Neuropathic pain poses a significant societal and clinical burden and is closely linked to neuroinflammation of the central nervous system. Signal transducer and activator of transcription 3 (STAT3) is a key regulator of inflammatory processes and has been implicated in the development of nociceptive hypersensitivity. In this study, we aimed to elucidate the therapeutic potential and underlying mechanisms of STAT3 inhibition in a rodent model of neuropathic pain. Using behavioral assessments of nociceptive sensitivity and immunofluorescence analysis, we investigated the analgesic mechanisms of the intrathecal STAT3 inhibitor, Bt354, in rats subjected to chronic constriction injury (CCI) of the sciatic nerve.
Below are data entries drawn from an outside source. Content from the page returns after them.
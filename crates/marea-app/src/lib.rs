// Copyright 2026 Phillip Cloud
// Licensed under the Apache License, Version 2.0

pub mod forms;
pub mod ids;
pub mod model;
pub mod state;
pub mod store;

pub use forms::*;
pub use ids::*;
pub use model::*;
pub use state::*;
pub use store::*;
// Copyright 2026 Phillip Cloud
// Licensed under the Apache License, Version 2.0

use marea_app::Quote;

use crate::html::{Element, el, render_document};
use crate::{DocumentKind, PrintDocument, ShopProfile, format_money};

const STYLE: &str = "
body { font-family: Arial, sans-serif; padding: 20px; max-width: 800px; margin: 0 auto; }
.header { text-align: center; margin-bottom: 30px; border-bottom: 2px solid #0284c7; padding-bottom: 20px; }
.logo { margin-bottom: 10px; }
.company-info { margin-bottom: 20px; }
.quote-details { margin-bottom: 30px; }
.quote-table { width: 100%; border-collapse: collapse; margin: 20px 0; }
.quote-table th, .quote-table td { border: 1px solid #ddd; padding: 8px; text-align: left; }
.quote-table th { background-color: #f8fafc; }
.total { text-align: right; margin-top: 20px; font-weight: bold; }
.footer { margin-top: 40px; text-align: center; font-size: 0.9em; color: #64748b; }
@media print {
  button { display: none; }
  body { padding: 0; }
  .header { border-bottom-color: #000; }
}
";

struct LineItem {
    description: &'static str,
    quantity: i64,
    unit_price_cents: i64,
}

impl LineItem {
    fn total_cents(&self) -> i64 {
        self.quantity * self.unit_price_cents
    }
}

// Pricing is filled in by hand on the printout until the desk tracks parts.
const LINE_ITEMS: [LineItem; 1] = [LineItem {
    description: "Servicio de diagnóstico",
    quantity: 1,
    unit_price_cents: 0,
}];

/// Client-facing quote: letterhead, quote metadata, line items with tax and
/// total, validity notice and a print button.
pub fn client_quote(quote: &Quote, shop: &ShopProfile) -> PrintDocument {
    let subtotal: i64 = LINE_ITEMS.iter().map(LineItem::total_cents).sum();
    let tax = subtotal * i64::from(shop.tax_rate_percent) / 100;
    let total = subtotal + tax;
    let title = format!("Cotización Cliente - {}", quote.client);

    let head = el("head")
        .child(el("meta").attr("charset", "utf-8"))
        .child(el("title").text(title.clone()))
        .child(el("style").trusted(STYLE));

    let header = el("div")
        .class("header")
        .child(el("div").class("logo").child(el("h1").text(shop.name.clone())))
        .child(
            el("div")
                .class("company-info")
                .child(el("p").text(shop.tagline.clone()))
                .child(el("p").text(format!("Tel: {}", shop.phone))),
        );

    let details = el("div")
        .class("quote-details")
        .child(el("h2").text("Cotización para Cliente"))
        .child(detail("No. Cotización:", &quote.document))
        .child(detail("Fecha:", &quote.date))
        .child(detail("Cliente:", &quote.client))
        .child(detail("Unidad:", &quote.unit))
        .child(detail("No. Recepción:", &quote.reception));

    let head_row = el("tr").children(
        ["Descripción", "Cantidad", "Precio Unitario", "Total"]
            .into_iter()
            .map(|label| el("th").text(label)),
    );
    let body_rows = LINE_ITEMS.iter().map(|item| {
        el("tr")
            .child(el("td").text(item.description))
            .child(el("td").text(item.quantity.to_string()))
            .child(el("td").text(format_money(item.unit_price_cents)))
            .child(el("td").text(format_money(item.total_cents())))
    });
    let table = el("table")
        .class("quote-table")
        .child(el("thead").child(head_row))
        .child(el("tbody").children(body_rows));

    let totals = el("div")
        .class("total")
        .child(el("p").text(format!("Subtotal: {}", format_money(subtotal))))
        .child(el("p").text(format!(
            "IVA ({}%): {}",
            shop.tax_rate_percent,
            format_money(tax)
        )))
        .child(el("p").text(format!("Total: {}", format_money(total))));

    let footer = el("div")
        .class("footer")
        .child(el("p").text(format!(
            "Esta cotización tiene una validez de {} días.",
            shop.validity_days
        )))
        .child(el("p").text(format!("Gracias por confiar en {}", shop.name)));

    let body = el("body")
        .child(header)
        .child(details)
        .child(table)
        .child(totals)
        .child(footer)
        .child(el("button").attr("onclick", "window.print()").text("Imprimir"));

    let root = el("html").attr("lang", "es").child(head).child(body);
    PrintDocument {
        kind: DocumentKind::ClientQuote,
        quote_id: quote.id,
        title,
        html: render_document(&root),
    }
}

fn detail(label: &str, value: &str) -> Element {
    el("p")
        .child(el("strong").text(label))
        .text(format!(" {value}"))
}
Cellular and molecular markers of glial activation and inflammation were examined to assess the effects of Bt354 on neuroinflammatory pathways. Intrathecal administration of Bt354 significantly reduced CCI-induced mechanical allodynia and thermal hyperalgesia, accompanied by a marked decrease in phosphorylated STAT3 (pSTAT3) expression in spinal neurons. Bt354 treatment attenuated the polarization of M1-type microglia and A1-type astrocytes, suppressed inflammasome-related signaling, and mitigated neuroinflammatory responses. Importantly, Bt354 inhibited the nuclear translocation of neuronal pSTAT3, which is a critical step in regulating pro-inflammatory gene transcription. Moreover, CCI-induced angiogenesis and microglial phosphorylation of CREB and P38 were mitigated by pSTAT3 inhibition. These findings suggest that STAT3 plays a central role in the pathogenesis of neuropathic pain by regulating glial cell polarization and neuroinflammation. Targeting STAT3 with Bt354 may represent a promising therapeutic strategy for treating neuropathic pain.